Forgiving after seventy-seven times
After the French Revolution a world-weary elderly man was begging at the church doors. A young priest approached him, gave him a cloak and invited him to his home.
After receiving the hospitality of his new friend the man decided to come back to the church, tearfully confessing to the priest that he had betrayed the family he had worked for as a young man, handing them over to the authorities. All but the youngest child were sent to the guillotine.
After telling his story, the man lifted his eyes and saw a portrait of the very family he had betrayed. He asked where the painting came from, and the young priest tearfully said that this was his family. Everyone else had been executed during the Revolution. Uttering the words of absolution, the priest added, “and I forgive you as well. Be at peace.”
Peter asks Jesus if he must forgive as many as seven times. Jesus says, “seventy-seven times”. That comes strangely close to how often we would like to inflict revenge on those who wrong us. Sometimes our hearts are very “Old Testament”.
There is no wiggle room! Let’s face it; most of us have not been wronged as grievously as the young priest in the above story. With God’s help we can forgive. The great thing about forgiveness is that it brings life. It also brings life to the one who forgives.
Ira Byock’s book The Four Things that Matter gives us his main point in the opening sentence: “The four most important things you will ever say are: Please forgive me. I forgive you. Thank you. I love you.” These are words people tend to utter on their deathbeds. Byock urges, it is best to start saying them long before our loved ones gather round our deathbed. The saddest words we say? “It might have been!”
Do not take for granted that your children know you love them, or that brother or sister knows that you have forgiven them. “Please forgive me. I forgive you. Thank you. I love you. These four simple statements … carry the core wisdom of what people who are dying have taught me about what matters most in life,” Byock says.
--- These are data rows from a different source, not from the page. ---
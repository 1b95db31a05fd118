//! `taskd task list|show|create|update|delete|run|results|clear-results`.

use clap::{Arg, ArgAction, ArgMatches, Command};
use std::sync::Arc;
use std::time::Duration;

use taskd_core::task::{EventType, NewTask, Task, TaskId, TriggerType};
use taskd_core::{api, Store};

pub fn command() -> Command {
    Command::new("task")
        .about("Manage scheduled and event-driven tasks")
        .subcommand(Command::new("list").about("List all tasks"))
        .subcommand(
            Command::new("show")
                .about("Show one task")
                .arg(id_arg()),
        )
        .subcommand(
            Command::new("create")
                .about("Create a task")
                .args(definition_args(false)),
        )
        .subcommand(
            Command::new("update")
                .about("Update a task (unset fields keep their current value)")
                .arg(id_arg())
                .args(definition_args(true)),
        )
        .subcommand(
            Command::new("delete")
                .about("Delete a task")
                .arg(id_arg()),
        )
        .subcommand(
            Command::new("run")
                .about("Fire a task immediately and wait for it to finish")
                .arg(id_arg()),
        )
        .subcommand(
            Command::new("results")
                .about("Show recent execution results for a task")
                .arg(id_arg())
                .arg(
                    Arg::new("limit")
                        .long("limit")
                        .value_name("N")
                        .default_value("20"),
                ),
        )
        .subcommand(
            Command::new("clear-results")
                .about("Delete all execution history for a task")
                .arg(id_arg()),
        )
}

fn id_arg() -> Arg {
    Arg::new("id").value_name("ID").required(true)
}

fn definition_args(optional_name: bool) -> Vec<Arg> {
    vec![
        Arg::new("name")
            .long("name")
            .value_name("NAME")
            .required(!optional_name),
        Arg::new("account")
            .long("account")
            .value_name("ACCOUNT")
            .help("OS account the script runs as"),
        Arg::new("trigger-type")
            .long("trigger-type")
            .value_name("schedule|event"),
        Arg::new("schedule")
            .long("schedule")
            .value_name("CRON")
            .help("5-field cron expression, required when trigger-type=schedule"),
        Arg::new("event-type")
            .long("event-type")
            .value_name("script|system_boot|system_shutdown"),
        Arg::new("condition-script")
            .long("condition-script")
            .value_name("SCRIPT")
            .help("probe script, required when event-type=script"),
        Arg::new("condition-interval")
            .long("condition-interval")
            .value_name("SECONDS"),
        Arg::new("script")
            .long("script")
            .value_name("SCRIPT")
            .help("shell/PowerShell body to execute on fire"),
        Arg::new("pre-task-ids")
            .long("pre-task-ids")
            .value_name("ID,ID,...")
            .help("comma-separated prerequisite task ids"),
        Arg::new("inactive")
            .long("inactive")
            .action(ArgAction::SetTrue)
            .help("create/update as disabled"),
    ]
}

pub async fn run(matches: &ArgMatches, config_path: Option<&str>) -> anyhow::Result<()> {
    let (store, _config) = super::open_store(config_path)?;
    match matches.subcommand() {
        Some(("list", _)) => cmd_list(store.as_ref()).await,
        Some(("show", sub)) => cmd_show(store.as_ref(), parse_id(sub)?).await,
        Some(("create", sub)) => cmd_create(store.as_ref(), sub).await,
        Some(("update", sub)) => cmd_update(store.as_ref(), parse_id(sub)?, sub).await,
        Some(("delete", sub)) => cmd_delete(store.as_ref(), parse_id(sub)?).await,
        Some(("run", sub)) => cmd_run(&store, parse_id(sub)?, config_path).await,
        Some(("results", sub)) => cmd_results(store.as_ref(), parse_id(sub)?, sub).await,
        Some(("clear-results", sub)) => cmd_clear_results(store.as_ref(), parse_id(sub)?).await,
        _ => {
            eprintln!("Unknown task subcommand. Use --help for usage.");
            std::process::exit(1)
        }
    }
}

fn parse_id(matches: &ArgMatches) -> anyhow::Result<TaskId> {
    let raw = matches.get_one::<String>("id").expect("id is required");
    Ok(TaskId(raw.parse()?))
}

async fn cmd_list(store: &Store) -> anyhow::Result<()> {
    let tasks = api::list_tasks(store).await?;
    if tasks.is_empty() {
        println!("No tasks.");
        return Ok(());
    }
    println!(
        "{:<5} {:<20} {:<10} {:<8} {:<10} {:<20}",
        "ID", "NAME", "TRIGGER", "ACTIVE", "STATUS", "NEXT RUN"
    );
    println!("{}", "-".repeat(80));
    for t in &tasks {
        let next = t
            .task
            .next_run_at
            .map(|ts| ts.format("%Y-%m-%d %H:%M:%S").to_string())
            .unwrap_or_else(|| "-".to_string());
        let status = t
            .task
            .last_status
            .map(|s| s.as_str().to_string())
            .unwrap_or_else(|| "-".to_string());
        println!(
            "{:<5} {:<20} {:<10} {:<8} {:<10} {:<20}",
            t.task.id,
            truncate(&t.task.name, 18),
            t.task.trigger_type.as_str(),
            t.task.is_active,
            status,
            next,
        );
    }
    Ok(())
}

async fn cmd_show(store: &Store, id: TaskId) -> anyhow::Result<()> {
    match store.get_task(id).await? {
        Some(task) => {
            println!("{}", serde_json::to_string_pretty(&task)?);
            Ok(())
        }
        None => {
            eprintln!("task {id} not found");
            std::process::exit(1)
        }
    }
}

async fn cmd_create(store: &Store, sub: &ArgMatches) -> anyhow::Result<()> {
    let new = build_new_task(sub, None)?;
    let task = api::create_task(store, new).await?;
    println!("created task {}", task.id);
    Ok(())
}

async fn cmd_update(store: &Store, id: TaskId, sub: &ArgMatches) -> anyhow::Result<()> {
    let existing = store
        .get_task(id)
        .await?
        .ok_or_else(|| anyhow::anyhow!("task {id} not found"))?;
    let new = build_new_task(sub, Some(&existing))?;
    api::update_task(store, id, new).await?;
    println!("updated task {id}");
    Ok(())
}

async fn cmd_delete(store: &Store, id: TaskId) -> anyhow::Result<()> {
    if api::delete_task(store, id).await? {
        println!("deleted task {id}");
        Ok(())
    } else {
        eprintln!("task {id} not found");
        std::process::exit(1)
    }
}

/// Fires the task directly and blocks until it (and anything it cascades
/// into) finishes, since a one-off CLI invocation has no daemon around to
/// keep the process alive for it.
async fn cmd_run(store: &Arc<Store>, id: TaskId, config_path: Option<&str>) -> anyhow::Result<()> {
    let config = super::load_config(config_path)?;
    let (tx, rx) = tokio::sync::mpsc::unbounded_channel();
    let runner = Arc::new(taskd_core::runner::Runner::new(
        store.clone(),
        tx,
        Duration::from_secs(config.task_timeout_secs),
        config.log_cap_bytes,
        config.max_concurrent_tasks,
    ));
    runner.clone().spawn_consumer(rx);

    let outcome = api::run_task(&runner, id).await?;
    println!("{outcome:?}");
    runner
        .wait_drained(Duration::from_secs(config.task_timeout_secs + 5))
        .await;
    Ok(())
}

async fn cmd_results(store: &Store, id: TaskId, sub: &ArgMatches) -> anyhow::Result<()> {
    let limit: u32 = sub.get_one::<String>("limit").unwrap().parse()?;
    let results = api::list_results(store, id, limit).await?;
    if results.is_empty() {
        println!("No results for task {id}.");
        return Ok(());
    }
    for r in &results {
        println!(
            "#{} {} started={} reason={} exit={}",
            r.id,
            r.status,
            r.started_at.format("%Y-%m-%d %H:%M:%S"),
            r.trigger_reason,
            r.exit_code.map(|c| c.to_string()).unwrap_or_else(|| "-".into()),
        );
    }
    Ok(())
}

async fn cmd_clear_results(store: &Store, id: TaskId) -> anyhow::Result<()> {
    let n = api::clear_results(store, id).await?;
    println!("cleared {n} result(s) for task {id}");
    Ok(())
}

fn build_new_task(sub: &ArgMatches, existing: Option<&Task>) -> anyhow::Result<NewTask> {
    let name = sub
        .get_one::<String>("name")
        .cloned()
        .or_else(|| existing.map(|t| t.name.clone()))
        .ok_or_else(|| anyhow::anyhow!("--name is required"))?;
    let account = sub
        .get_one::<String>("account")
        .cloned()
        .or_else(|| existing.map(|t| t.account.clone()))
        .unwrap_or_else(|| std::env::var("USER").unwrap_or_else(|_| "root".into()));
    let trigger_type = match sub.get_one::<String>("trigger-type") {
        Some(s) => s.parse::<TriggerType>().map_err(anyhow::Error::msg)?,
        None => existing.map(|t| t.trigger_type).unwrap_or(TriggerType::Schedule),
    };
    let schedule_expression = sub
        .get_one::<String>("schedule")
        .cloned()
        .or_else(|| existing.and_then(|t| t.schedule_expression.clone()));
    let event_type = match sub.get_one::<String>("event-type") {
        Some(s) => Some(s.parse::<EventType>().map_err(anyhow::Error::msg)?),
        None => existing.and_then(|t| t.event_type),
    };
    let condition_script = sub
        .get_one::<String>("condition-script")
        .cloned()
        .or_else(|| existing.and_then(|t| t.condition_script.clone()));
    let condition_interval = match sub.get_one::<String>("condition-interval") {
        Some(s) => Some(s.parse()?),
        None => existing.map(|t| t.condition_interval),
    };
    let script_body = sub
        .get_one::<String>("script")
        .cloned()
        .or_else(|| existing.map(|t| t.script_body.clone()))
        .ok_or_else(|| anyhow::anyhow!("--script is required"))?;
    let pre_task_ids = match sub.get_one::<String>("pre-task-ids") {
        Some(s) => parse_id_list(s)?,
        None => existing.map(|t| t.pre_task_ids.clone()).unwrap_or_default(),
    };
    let is_active = if sub.get_flag("inactive") {
        false
    } else {
        existing.map(|t| t.is_active).unwrap_or(true)
    };

    Ok(NewTask {
        name,
        account,
        trigger_type,
        schedule_expression,
        event_type,
        condition_script,
        condition_interval,
        script_body,
        pre_task_ids,
        is_active,
    })
}

fn parse_id_list(s: &str) -> anyhow::Result<Vec<TaskId>> {
    s.split(',')
        .map(|p| p.trim())
        .filter(|p| !p.is_empty())
        .map(|p| Ok(TaskId(p.parse()?)))
        .collect()
}

fn truncate(s: &str, max: usize) -> String {
    if s.len() <= max {
        s.to_string()
    } else {
        format!("{}…", &s[..max.saturating_sub(1)])
    }
}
We live with certain limitations imposed upon us by our family experiences as we grow up. We learn about relationships and how to interact with others from our parents and siblings. Byock’s book helps the reader move beyond the limitations our early environment might have imposed on us.
Byock assures us that in his twenty-five years as a palliative care worker he has lost count of the times family members or friends have expressed deep regret about the things they should have said before a loved one died.
There is a whole other side to forgiveness that brings us even more peace than forgiving others and that is being forgiven by God. “Forgive us our trespasses as we forgive those who trespass against us”. We can ask God to forgive us more than seventy-seven times and he will.
“Forgiveness is the greatest miracle, which along with everlasting life, is the real meaning of the resurrection of Jesus. There’s nothing more miraculous than a moment of reconciliation, a moment of forgiveness.” (Author Father Ron Rolheiser).